GOAL OF THE EXERCISE:
Locate every line in the material below that has the word "leftovers". Copy each of those lines.

[[ DATA RECORDS, beginning ]]

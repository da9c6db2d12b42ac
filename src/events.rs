//! Progress events streamed while a crew runs.
//!
//! Events are an observation channel only: sending never blocks and a
//! missing or lagging subscriber never affects scheduling or results.

use std::path::PathBuf;

use serde::Serialize;
use serde_json::Value;
use tokio::sync::broadcast;

const EVENT_CAPACITY: usize = 256;

#[derive(Debug, Clone, Serialize)]
#[serde(tag = "event", rename_all = "snake_case")]
pub enum CrewEvent {
    /// A task was handed to its agent.
    TaskStarted {
        index: usize,
        task: String,
        agent_role: String,
    },
    /// The agent asked for a tool.
    ToolCalled {
        task: String,
        tool: String,
        args: Value,
    },
    /// A tool call finished (successfully or not).
    ToolFinished {
        task: String,
        tool: String,
        success: bool,
        excerpt: String,
    },
    /// Generated code ran in the sandbox.
    CodeExecuted {
        task: String,
        success: bool,
        excerpt: String,
    },
    TaskCompleted {
        index: usize,
        task: String,
        output_chars: usize,
    },
    TaskFailed {
        index: usize,
        task: String,
        error: String,
    },
    /// The terminal result was persisted.
    ArtifactWritten { path: PathBuf, sha256: String },
}

/// Cloneable sending half shared by the crew and its agents.
#[derive(Debug, Clone)]
pub struct EventSink {
    tx: broadcast::Sender<CrewEvent>,
}

impl Default for EventSink {
    fn default() -> Self {
        Self::new()
    }
}

impl EventSink {
    pub fn new() -> Self {
        let (tx, _rx) = broadcast::channel(EVENT_CAPACITY);
        Self { tx }
    }

    pub fn subscribe(&self) -> broadcast::Receiver<CrewEvent> {
        self.tx.subscribe()
    }

    pub fn emit(&self, event: CrewEvent) {
        // No subscribers is fine.
        let _ = self.tx.send(event);
    }
}
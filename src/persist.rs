//! Atomic artifact writes.
//!
//! Content goes to a hidden temporary file next to the target, is synced to
//! disk, then renamed over the target. Readers see either the old file or
//! the complete new one, never a partial write.

use std::path::{Path, PathBuf};

use sha2::{Digest, Sha256};
use tokio::io::AsyncWriteExt;

/// Atomically replace `path` with `content`, creating parent directories.
pub async fn atomic_write(path: &Path, content: &[u8]) -> std::io::Result<()> {
    if let Some(parent) = path.parent().filter(|p| !p.as_os_str().is_empty()) {
        tokio::fs::create_dir_all(parent).await?;
    }

    let temp_path = temp_path_for(path)?;
    if let Err(e) = write_and_sync(&temp_path, content).await {
        let _ = tokio::fs::remove_file(&temp_path).await;
        return Err(e);
    }

    if let Err(e) = tokio::fs::rename(&temp_path, path).await {
        let _ = tokio::fs::remove_file(&temp_path).await;
        return Err(e);
    }

    Ok(())
}

/// Hex SHA-256 of `content`.
pub fn sha256_hex(content: &[u8]) -> String {
    hex::encode(Sha256::digest(content))
}

fn temp_path_for(target: &Path) -> std::io::Result<PathBuf> {
    let filename = target
        .file_name()
        .and_then(|n| n.to_str())
        .ok_or_else(|| {
            std::io::Error::new(
                std::io::ErrorKind::InvalidInput,
                format!("invalid output path: {}", target.display()),
            )
        })?;
    let temp_name = format!(".{}.{}.tmp", filename, uuid::Uuid::new_v4().simple());
    Ok(target.with_file_name(temp_name))
}

async fn write_and_sync(path: &Path, content: &[u8]) -> std::io::Result<()> {
    let mut file = tokio::fs::File::create(path).await?;
    file.write_all(content).await?;
    file.sync_all().await?;
    Ok(())
}

#[cfg(test)]
mod tests {
    use super::*;

    #[tokio::test]
    async fn writes_and_overwrites() {
        let dir = tempfile::tempdir().unwrap();
        let path = dir.path().join("out.py");

        atomic_write(&path, b"first").await.unwrap();
        atomic_write(&path, b"second").await.unwrap();

        assert_eq!(std::fs::read_to_string(&path).unwrap(), "second");
        let leftovers: Vec<_> = std::fs::read_dir(dir.path())
            .unwrap()
            .filter_map(|e| e.ok())
            .filter(|e| e.file_name().to_string_lossy().ends_with(".tmp"))
            .collect();
        assert!(leftovers.is_empty());
    }

    #[tokio::test]
    async fn creates_missing_parent_directories() {
        let dir = tempfile::tempdir().unwrap();
        let path = dir.path().join("generated/deep/out.py");

        atomic_write(&path, b"print('hi')\n").await.unwrap();
        assert_eq!(std::fs::read_to_string(&path).unwrap(), "print('hi')\n");
    }

    #[tokio::test]
    async fn rejects_path_without_file_name() {
        let err = atomic_write(Path::new("/"), b"x").await.unwrap_err();
        assert_eq!(err.kind(), std::io::ErrorKind::InvalidInput);
    }

    #[test]
    fn digest_is_stable() {
        assert_eq!(
            sha256_hex(b"B"),
            "df7e70e5021544f4834bbee64a9e3789febc4be81470df629cad6ddb03320a5c"
        );
    }
}
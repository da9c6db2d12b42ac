//! Adaptive Gauss-Kronrod (7, 15) quadrature.

use super::NumericsError;

const ABS_TOLERANCE: f64 = 1.49e-8;
const REL_TOLERANCE: f64 = 1.49e-8;
const MAX_SUBDIVISIONS: usize = 50;

/// Kronrod abscissae; odd indices are shared with the 7-point Gauss rule.
const XGK: [f64; 8] = [
    0.991_455_371_120_812_6,
    0.949_107_912_342_758_5,
    0.864_864_423_359_769_1,
    0.741_531_185_599_394_4,
    0.586_087_235_467_691_1,
    0.405_845_151_377_397_2,
    0.207_784_955_007_898_5,
    0.0,
];

const WGK: [f64; 8] = [
    0.022_935_322_010_529_22,
    0.063_092_092_629_978_55,
    0.104_790_010_322_250_2,
    0.140_653_259_715_525_9,
    0.169_004_726_639_267_9,
    0.190_350_578_064_785_4,
    0.204_432_940_075_298_9,
    0.209_482_141_084_727_8,
];

const WG: [f64; 4] = [
    0.129_484_966_168_869_7,
    0.279_705_391_489_276_7,
    0.381_830_050_505_118_9,
    0.417_959_183_673_469_4,
];

#[derive(Debug, Clone, Copy, PartialEq)]
pub struct Quadrature {
    pub value: f64,
    /// Estimated absolute error
    pub error: f64,
    pub subdivisions: usize,
}

#[derive(Debug, Clone, Copy)]
struct Segment {
    lower: f64,
    upper: f64,
    value: f64,
    error: f64,
}

/// Integrate `f` over `[lower, upper]`. Reversed bounds negate the result.
pub fn integrate<F>(f: F, lower: f64, upper: f64) -> Result<Quadrature, NumericsError>
where
    F: Fn(f64) -> f64,
{
    if !lower.is_finite() {
        return Err(NumericsError::NonFinite("lower bound"));
    }
    if !upper.is_finite() {
        return Err(NumericsError::NonFinite("upper bound"));
    }
    if lower == upper {
        return Ok(Quadrature {
            value: 0.0,
            error: 0.0,
            subdivisions: 0,
        });
    }

    let mut segments = vec![gauss_kronrod(&f, lower, upper)];
    let mut subdivisions = 0;

    loop {
        let value: f64 = segments.iter().map(|s| s.value).sum();
        let error: f64 = segments.iter().map(|s| s.error).sum();

        if !value.is_finite() || !error.is_finite() {
            return Err(NumericsError::NonFinite("integral"));
        }

        let converged = error <= ABS_TOLERANCE.max(REL_TOLERANCE * value.abs());
        if converged || subdivisions >= MAX_SUBDIVISIONS {
            if !converged {
                tracing::warn!(
                    "Quadrature stopped after {} subdivisions with error {:e}",
                    subdivisions,
                    error
                );
            }
            return Ok(Quadrature {
                value,
                error,
                subdivisions,
            });
        }

        let worst = segments
            .iter()
            .enumerate()
            .max_by(|(_, a), (_, b)| a.error.total_cmp(&b.error))
            .map(|(i, _)| i)
            .unwrap_or(0);
        let segment = segments.swap_remove(worst);
        let mid = 0.5 * (segment.lower + segment.upper);
        segments.push(gauss_kronrod(&f, segment.lower, mid));
        segments.push(gauss_kronrod(&f, mid, segment.upper));
        subdivisions += 1;
    }
}

fn gauss_kronrod<F>(f: &F, lower: f64, upper: f64) -> Segment
where
    F: Fn(f64) -> f64,
{
    let center = 0.5 * (lower + upper);
    let half = 0.5 * (upper - lower);

    let fc = f(center);
    let mut gauss = fc * WG[3];
    let mut kronrod = fc * WGK[7];

    for (j, &x) in XGK.iter().take(7).enumerate() {
        let offset = half * x;
        let pair = f(center - offset) + f(center + offset);
        kronrod += WGK[j] * pair;
        if j % 2 == 1 {
            gauss += WG[j / 2] * pair;
        }
    }

    Segment {
        lower,
        upper,
        value: kronrod * half,
        error: ((kronrod - gauss) * half).abs(),
    }
}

[[ DATA RECORDS, end ]]

SOLUTION:
        let leftovers: Vec<_> = std::fs::read_dir(dir.path())
        assert!(leftovers.is_empty());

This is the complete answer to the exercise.